- **Problem**
Go line by line through the entries below and count those containing the string "route"; give only the count.

►

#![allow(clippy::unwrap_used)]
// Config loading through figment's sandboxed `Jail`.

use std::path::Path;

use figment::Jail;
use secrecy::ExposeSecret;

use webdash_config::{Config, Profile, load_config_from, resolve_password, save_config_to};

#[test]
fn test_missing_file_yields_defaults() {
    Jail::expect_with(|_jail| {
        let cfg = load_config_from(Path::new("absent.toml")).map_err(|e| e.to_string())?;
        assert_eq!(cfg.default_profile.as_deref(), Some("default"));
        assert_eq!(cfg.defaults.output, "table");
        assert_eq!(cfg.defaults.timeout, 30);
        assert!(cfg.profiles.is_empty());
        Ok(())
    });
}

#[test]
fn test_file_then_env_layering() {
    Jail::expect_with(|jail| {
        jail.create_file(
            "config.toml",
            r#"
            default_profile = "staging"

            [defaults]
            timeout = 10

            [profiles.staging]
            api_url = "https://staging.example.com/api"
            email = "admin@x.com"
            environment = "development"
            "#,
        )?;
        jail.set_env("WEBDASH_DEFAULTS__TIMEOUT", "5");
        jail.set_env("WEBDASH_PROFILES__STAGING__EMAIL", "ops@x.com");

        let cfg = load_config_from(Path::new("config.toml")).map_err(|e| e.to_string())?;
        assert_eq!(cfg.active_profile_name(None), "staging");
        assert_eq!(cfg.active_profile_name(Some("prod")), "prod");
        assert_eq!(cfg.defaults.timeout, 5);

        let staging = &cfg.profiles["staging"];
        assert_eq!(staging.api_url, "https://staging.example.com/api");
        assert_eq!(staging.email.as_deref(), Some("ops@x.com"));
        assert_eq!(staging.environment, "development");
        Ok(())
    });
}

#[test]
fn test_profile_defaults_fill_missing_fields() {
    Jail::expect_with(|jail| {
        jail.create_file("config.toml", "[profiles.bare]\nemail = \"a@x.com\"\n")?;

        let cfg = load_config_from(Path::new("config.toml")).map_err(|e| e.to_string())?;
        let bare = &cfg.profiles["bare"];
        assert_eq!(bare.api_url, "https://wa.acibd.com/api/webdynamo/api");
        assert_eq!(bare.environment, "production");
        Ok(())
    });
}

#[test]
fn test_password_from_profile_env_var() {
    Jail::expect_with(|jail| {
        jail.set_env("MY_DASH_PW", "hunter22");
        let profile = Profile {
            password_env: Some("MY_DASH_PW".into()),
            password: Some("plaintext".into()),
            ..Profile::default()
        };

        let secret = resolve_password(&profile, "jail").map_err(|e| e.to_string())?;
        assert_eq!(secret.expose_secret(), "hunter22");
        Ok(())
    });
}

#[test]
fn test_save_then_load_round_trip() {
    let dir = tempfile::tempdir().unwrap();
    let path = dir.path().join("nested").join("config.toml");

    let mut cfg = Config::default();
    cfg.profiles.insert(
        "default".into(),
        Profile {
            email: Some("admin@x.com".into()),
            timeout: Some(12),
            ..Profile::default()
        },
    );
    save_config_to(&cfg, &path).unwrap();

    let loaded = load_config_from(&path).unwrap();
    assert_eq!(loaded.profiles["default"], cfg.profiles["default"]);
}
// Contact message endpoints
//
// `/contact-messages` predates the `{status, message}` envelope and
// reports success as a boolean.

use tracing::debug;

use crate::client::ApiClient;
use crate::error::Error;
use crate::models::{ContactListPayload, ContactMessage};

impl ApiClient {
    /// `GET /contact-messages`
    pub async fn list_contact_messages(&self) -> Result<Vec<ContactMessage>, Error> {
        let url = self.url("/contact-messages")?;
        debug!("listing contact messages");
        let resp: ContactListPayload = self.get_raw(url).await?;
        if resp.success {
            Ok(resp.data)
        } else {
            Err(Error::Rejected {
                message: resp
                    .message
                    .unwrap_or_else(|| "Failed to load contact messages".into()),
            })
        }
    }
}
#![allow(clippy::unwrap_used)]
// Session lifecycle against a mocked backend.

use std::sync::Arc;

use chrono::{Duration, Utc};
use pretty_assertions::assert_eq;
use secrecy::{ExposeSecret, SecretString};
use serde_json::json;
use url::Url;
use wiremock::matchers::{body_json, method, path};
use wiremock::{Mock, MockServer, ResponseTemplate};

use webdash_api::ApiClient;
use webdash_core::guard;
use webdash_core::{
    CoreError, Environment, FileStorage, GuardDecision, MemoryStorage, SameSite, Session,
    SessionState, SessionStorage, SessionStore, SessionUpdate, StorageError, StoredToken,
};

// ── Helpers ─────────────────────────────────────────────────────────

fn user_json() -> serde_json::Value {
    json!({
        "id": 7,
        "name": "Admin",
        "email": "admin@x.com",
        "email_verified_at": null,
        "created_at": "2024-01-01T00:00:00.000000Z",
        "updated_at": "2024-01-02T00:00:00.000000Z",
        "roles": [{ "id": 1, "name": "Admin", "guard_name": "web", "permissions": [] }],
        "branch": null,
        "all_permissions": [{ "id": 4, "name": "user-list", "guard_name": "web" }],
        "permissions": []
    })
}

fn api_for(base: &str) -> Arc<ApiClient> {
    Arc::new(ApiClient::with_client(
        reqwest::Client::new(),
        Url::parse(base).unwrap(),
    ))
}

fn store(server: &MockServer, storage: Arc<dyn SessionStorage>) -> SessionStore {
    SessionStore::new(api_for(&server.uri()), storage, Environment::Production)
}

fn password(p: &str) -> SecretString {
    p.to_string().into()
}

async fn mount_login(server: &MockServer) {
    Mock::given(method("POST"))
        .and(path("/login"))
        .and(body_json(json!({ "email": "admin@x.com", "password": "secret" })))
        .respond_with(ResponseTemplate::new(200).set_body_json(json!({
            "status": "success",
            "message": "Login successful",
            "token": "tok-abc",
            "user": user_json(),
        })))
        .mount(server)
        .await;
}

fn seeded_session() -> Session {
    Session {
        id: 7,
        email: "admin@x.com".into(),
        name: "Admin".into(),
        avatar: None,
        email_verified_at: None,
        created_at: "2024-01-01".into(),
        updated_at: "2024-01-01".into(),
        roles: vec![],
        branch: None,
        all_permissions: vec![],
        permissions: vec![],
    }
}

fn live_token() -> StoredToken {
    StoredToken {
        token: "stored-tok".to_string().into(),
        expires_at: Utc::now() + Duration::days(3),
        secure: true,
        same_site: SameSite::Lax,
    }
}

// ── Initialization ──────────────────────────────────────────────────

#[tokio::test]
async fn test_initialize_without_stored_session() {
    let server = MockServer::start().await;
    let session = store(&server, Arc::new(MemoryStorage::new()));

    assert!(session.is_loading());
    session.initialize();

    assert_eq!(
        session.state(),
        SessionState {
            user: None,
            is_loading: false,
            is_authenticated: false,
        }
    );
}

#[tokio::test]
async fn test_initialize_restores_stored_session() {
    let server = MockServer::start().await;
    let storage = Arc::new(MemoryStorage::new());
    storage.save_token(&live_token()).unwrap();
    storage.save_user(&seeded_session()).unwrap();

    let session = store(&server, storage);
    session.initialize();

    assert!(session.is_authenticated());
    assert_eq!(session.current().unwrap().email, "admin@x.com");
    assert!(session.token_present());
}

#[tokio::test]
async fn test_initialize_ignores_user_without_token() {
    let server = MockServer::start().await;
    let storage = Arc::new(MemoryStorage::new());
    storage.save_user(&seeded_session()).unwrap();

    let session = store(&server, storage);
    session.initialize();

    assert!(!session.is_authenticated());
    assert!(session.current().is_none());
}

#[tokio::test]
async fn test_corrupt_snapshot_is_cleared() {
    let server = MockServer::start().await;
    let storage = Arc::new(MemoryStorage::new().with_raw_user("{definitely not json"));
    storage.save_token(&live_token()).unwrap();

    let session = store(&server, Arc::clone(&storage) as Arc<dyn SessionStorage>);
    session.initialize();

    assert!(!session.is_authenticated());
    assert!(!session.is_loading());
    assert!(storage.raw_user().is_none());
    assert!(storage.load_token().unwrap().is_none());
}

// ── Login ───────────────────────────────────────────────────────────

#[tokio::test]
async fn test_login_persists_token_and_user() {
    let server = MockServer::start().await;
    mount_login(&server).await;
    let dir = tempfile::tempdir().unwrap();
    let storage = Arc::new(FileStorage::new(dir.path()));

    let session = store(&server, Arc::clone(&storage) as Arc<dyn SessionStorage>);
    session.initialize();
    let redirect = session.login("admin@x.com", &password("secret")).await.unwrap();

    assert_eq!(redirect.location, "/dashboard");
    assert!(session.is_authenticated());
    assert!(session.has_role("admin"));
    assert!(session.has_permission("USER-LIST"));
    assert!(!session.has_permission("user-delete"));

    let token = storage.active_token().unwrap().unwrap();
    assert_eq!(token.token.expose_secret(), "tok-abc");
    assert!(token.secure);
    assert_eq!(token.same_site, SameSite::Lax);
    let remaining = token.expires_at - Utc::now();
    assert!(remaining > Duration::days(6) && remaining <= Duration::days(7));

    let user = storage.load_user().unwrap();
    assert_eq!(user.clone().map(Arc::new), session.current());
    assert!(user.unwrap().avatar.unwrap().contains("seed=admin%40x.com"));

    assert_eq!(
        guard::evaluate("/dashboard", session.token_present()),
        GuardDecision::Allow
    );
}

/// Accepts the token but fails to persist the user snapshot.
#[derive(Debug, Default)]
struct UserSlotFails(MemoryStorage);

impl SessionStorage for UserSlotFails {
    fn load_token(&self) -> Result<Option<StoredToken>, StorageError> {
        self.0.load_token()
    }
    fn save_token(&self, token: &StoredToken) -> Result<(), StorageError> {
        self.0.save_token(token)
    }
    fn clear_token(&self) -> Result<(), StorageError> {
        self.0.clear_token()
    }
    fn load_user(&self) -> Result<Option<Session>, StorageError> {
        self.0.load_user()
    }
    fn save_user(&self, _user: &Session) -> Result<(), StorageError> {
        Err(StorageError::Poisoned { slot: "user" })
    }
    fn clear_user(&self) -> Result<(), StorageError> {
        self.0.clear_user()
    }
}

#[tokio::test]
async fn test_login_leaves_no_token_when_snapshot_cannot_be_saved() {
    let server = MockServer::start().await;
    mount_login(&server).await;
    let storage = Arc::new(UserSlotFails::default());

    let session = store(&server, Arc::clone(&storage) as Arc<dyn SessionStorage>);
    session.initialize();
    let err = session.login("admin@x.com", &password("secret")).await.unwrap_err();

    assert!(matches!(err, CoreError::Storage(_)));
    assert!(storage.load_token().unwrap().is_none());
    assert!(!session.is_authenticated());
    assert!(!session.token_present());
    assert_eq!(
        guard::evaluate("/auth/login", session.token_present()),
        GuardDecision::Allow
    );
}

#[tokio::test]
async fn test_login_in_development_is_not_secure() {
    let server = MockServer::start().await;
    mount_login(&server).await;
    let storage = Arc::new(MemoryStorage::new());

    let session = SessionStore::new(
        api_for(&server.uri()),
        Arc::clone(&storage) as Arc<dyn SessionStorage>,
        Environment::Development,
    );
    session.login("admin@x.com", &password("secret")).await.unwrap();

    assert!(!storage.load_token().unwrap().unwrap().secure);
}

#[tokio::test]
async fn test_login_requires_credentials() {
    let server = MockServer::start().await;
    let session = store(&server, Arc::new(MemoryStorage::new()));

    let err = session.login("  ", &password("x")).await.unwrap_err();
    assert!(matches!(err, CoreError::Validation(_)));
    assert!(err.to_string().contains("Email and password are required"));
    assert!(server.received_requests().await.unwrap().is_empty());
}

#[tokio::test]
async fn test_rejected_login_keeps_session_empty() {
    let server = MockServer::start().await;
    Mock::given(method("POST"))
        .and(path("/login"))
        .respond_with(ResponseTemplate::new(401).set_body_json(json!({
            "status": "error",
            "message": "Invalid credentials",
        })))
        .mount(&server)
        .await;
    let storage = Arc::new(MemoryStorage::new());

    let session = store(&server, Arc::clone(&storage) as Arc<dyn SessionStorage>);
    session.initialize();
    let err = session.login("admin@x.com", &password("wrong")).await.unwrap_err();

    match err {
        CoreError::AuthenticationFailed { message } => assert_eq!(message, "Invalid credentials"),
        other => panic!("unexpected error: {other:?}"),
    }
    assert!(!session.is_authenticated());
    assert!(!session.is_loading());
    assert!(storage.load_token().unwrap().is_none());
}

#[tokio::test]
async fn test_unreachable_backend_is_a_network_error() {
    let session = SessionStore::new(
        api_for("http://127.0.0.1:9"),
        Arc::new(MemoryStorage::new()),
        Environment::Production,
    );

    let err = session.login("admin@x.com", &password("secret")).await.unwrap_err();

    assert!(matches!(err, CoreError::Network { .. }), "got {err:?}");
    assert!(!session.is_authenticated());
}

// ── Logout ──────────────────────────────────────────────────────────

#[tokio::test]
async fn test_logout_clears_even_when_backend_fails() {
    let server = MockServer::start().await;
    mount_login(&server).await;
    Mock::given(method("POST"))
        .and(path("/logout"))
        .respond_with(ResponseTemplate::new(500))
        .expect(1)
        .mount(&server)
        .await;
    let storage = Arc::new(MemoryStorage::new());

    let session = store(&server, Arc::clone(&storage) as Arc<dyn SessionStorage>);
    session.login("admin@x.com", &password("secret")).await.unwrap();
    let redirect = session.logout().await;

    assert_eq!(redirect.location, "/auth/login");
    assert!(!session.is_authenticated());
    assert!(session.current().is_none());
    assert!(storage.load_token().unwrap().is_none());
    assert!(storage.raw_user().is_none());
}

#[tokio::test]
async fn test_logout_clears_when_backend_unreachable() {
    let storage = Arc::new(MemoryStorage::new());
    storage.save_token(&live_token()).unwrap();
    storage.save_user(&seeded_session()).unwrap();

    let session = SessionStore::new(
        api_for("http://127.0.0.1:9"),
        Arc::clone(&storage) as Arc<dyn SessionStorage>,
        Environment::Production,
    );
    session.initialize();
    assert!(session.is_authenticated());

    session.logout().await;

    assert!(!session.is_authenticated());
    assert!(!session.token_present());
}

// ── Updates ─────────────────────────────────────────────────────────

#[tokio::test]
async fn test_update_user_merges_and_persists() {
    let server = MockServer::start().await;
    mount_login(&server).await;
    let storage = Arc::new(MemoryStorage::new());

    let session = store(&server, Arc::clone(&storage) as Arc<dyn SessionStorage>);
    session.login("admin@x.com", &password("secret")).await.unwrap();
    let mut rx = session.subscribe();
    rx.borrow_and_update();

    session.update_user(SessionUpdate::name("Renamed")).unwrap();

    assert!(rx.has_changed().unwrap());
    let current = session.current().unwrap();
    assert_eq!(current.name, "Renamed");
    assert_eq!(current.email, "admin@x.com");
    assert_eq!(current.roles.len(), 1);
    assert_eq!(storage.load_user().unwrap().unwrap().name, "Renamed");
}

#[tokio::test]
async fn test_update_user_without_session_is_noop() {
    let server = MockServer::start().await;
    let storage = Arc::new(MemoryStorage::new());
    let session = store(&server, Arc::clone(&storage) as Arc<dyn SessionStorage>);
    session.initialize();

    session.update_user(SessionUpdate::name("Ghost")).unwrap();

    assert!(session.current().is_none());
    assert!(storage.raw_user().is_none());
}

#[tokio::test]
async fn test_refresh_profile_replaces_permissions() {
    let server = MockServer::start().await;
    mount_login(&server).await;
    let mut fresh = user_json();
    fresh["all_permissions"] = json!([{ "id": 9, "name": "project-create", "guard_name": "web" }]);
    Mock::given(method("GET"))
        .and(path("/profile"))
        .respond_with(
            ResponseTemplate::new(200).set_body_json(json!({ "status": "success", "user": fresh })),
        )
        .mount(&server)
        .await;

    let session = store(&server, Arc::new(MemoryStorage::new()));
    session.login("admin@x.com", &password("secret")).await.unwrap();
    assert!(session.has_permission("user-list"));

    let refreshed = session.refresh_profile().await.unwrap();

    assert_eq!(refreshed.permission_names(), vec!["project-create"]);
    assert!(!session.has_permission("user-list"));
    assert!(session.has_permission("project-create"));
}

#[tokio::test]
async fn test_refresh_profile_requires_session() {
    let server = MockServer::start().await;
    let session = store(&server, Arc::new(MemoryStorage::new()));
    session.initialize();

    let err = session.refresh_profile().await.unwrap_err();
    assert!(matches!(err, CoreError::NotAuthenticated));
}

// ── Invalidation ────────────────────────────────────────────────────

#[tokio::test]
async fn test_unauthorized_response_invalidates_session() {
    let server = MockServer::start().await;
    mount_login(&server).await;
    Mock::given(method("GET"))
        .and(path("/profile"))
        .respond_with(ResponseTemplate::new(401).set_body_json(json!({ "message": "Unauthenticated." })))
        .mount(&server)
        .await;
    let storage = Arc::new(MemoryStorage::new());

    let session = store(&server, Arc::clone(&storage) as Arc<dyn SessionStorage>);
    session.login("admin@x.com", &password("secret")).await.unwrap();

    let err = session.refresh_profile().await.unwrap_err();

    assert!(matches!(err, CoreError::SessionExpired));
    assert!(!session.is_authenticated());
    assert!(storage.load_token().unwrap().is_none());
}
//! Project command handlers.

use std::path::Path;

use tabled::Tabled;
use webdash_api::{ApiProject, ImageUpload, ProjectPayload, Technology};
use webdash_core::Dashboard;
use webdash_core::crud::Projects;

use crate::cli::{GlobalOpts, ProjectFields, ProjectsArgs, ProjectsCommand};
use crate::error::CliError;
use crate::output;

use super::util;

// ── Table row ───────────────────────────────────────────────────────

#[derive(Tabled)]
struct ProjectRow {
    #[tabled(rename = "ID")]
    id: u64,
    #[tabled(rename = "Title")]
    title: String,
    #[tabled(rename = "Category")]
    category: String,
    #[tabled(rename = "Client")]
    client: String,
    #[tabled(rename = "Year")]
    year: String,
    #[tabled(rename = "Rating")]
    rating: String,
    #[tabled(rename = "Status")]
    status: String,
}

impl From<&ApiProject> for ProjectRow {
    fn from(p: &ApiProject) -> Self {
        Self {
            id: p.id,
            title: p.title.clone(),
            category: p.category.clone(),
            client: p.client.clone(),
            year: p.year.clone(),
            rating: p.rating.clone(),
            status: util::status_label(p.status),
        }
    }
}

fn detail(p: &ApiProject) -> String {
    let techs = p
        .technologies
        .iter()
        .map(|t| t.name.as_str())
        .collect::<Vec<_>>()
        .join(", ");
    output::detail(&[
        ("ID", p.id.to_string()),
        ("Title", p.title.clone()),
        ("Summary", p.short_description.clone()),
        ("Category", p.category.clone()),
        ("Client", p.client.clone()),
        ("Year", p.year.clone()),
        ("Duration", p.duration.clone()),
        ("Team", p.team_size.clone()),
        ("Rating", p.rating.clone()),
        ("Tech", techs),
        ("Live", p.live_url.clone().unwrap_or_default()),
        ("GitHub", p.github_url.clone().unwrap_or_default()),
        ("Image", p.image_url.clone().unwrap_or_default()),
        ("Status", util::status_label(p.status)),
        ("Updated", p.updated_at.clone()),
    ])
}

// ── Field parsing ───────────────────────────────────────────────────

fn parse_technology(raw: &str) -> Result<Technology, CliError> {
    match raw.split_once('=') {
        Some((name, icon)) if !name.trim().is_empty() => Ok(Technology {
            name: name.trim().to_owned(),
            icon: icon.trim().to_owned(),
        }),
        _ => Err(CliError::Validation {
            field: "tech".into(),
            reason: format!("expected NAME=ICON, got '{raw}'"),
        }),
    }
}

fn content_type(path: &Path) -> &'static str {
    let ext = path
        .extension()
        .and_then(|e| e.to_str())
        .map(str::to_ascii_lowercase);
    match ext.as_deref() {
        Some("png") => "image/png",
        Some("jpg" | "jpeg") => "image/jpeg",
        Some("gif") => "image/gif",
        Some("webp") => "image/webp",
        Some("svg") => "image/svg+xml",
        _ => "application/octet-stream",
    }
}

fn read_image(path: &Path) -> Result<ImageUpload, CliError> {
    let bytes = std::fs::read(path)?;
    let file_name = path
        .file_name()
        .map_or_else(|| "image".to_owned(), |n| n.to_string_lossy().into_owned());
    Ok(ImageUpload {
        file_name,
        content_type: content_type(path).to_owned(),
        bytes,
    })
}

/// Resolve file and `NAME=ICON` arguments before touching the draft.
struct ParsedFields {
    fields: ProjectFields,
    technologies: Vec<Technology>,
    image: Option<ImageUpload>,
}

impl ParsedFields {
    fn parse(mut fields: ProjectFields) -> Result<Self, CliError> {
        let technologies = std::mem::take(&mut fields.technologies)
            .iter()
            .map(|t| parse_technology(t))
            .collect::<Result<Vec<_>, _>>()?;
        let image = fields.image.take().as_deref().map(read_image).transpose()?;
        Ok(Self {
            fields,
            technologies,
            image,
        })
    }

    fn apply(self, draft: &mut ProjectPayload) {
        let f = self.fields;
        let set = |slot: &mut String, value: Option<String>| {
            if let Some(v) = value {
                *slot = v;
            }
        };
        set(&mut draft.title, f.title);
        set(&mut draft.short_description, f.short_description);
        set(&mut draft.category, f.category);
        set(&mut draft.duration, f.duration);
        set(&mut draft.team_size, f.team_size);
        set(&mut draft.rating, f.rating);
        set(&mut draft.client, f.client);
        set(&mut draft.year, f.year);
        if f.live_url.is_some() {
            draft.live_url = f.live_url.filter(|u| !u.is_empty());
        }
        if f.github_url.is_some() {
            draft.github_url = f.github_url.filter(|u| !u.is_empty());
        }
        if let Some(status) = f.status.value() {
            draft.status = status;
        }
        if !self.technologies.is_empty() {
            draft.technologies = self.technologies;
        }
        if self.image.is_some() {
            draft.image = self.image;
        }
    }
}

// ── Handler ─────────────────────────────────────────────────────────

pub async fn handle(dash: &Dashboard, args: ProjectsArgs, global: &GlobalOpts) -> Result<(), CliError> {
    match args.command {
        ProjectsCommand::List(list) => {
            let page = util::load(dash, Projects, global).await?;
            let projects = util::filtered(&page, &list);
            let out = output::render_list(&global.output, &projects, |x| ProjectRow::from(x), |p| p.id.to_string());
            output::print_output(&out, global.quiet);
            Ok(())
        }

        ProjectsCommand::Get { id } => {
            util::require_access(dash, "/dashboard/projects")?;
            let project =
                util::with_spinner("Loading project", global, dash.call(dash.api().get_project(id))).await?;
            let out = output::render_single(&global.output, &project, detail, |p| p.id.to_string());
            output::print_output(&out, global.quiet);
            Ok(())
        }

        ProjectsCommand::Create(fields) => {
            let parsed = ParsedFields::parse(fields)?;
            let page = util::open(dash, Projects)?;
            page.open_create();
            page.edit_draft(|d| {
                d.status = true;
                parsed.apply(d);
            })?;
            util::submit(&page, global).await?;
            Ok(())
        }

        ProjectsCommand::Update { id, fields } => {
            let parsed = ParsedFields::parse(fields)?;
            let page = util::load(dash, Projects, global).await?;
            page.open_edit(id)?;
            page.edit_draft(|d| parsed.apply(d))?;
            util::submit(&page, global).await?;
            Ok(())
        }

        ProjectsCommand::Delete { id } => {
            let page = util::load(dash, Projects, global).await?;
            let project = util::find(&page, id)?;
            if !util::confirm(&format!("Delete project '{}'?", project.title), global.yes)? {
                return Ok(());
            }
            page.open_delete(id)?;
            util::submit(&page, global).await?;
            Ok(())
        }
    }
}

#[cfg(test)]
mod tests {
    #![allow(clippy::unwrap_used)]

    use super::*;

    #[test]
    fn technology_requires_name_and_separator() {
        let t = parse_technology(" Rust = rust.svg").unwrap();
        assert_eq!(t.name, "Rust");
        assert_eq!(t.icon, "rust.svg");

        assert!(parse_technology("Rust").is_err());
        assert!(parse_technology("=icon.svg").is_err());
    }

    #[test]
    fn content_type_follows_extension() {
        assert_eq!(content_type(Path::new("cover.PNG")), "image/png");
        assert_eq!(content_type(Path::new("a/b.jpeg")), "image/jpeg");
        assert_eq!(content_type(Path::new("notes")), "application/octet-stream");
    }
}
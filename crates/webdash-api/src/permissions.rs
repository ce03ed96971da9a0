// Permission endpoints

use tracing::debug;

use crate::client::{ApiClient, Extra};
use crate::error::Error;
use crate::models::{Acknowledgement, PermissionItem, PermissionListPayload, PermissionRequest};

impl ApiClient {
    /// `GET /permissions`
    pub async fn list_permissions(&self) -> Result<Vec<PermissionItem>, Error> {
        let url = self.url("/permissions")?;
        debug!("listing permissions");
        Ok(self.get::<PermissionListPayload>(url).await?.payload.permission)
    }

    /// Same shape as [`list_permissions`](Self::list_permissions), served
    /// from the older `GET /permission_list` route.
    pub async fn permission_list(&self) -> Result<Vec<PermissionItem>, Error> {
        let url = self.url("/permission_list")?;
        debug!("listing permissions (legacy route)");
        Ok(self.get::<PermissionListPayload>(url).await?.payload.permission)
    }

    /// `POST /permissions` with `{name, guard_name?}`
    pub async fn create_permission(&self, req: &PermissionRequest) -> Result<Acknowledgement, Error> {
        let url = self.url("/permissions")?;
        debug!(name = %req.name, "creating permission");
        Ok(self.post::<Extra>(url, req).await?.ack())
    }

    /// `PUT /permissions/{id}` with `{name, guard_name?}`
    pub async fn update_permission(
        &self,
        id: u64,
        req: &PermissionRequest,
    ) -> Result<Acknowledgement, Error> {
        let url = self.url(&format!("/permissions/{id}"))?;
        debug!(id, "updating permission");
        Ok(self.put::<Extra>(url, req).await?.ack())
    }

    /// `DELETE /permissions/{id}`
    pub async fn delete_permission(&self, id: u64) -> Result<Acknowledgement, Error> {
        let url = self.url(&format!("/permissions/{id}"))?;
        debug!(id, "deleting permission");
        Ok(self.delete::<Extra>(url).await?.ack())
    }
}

◄

- **Answer section**
2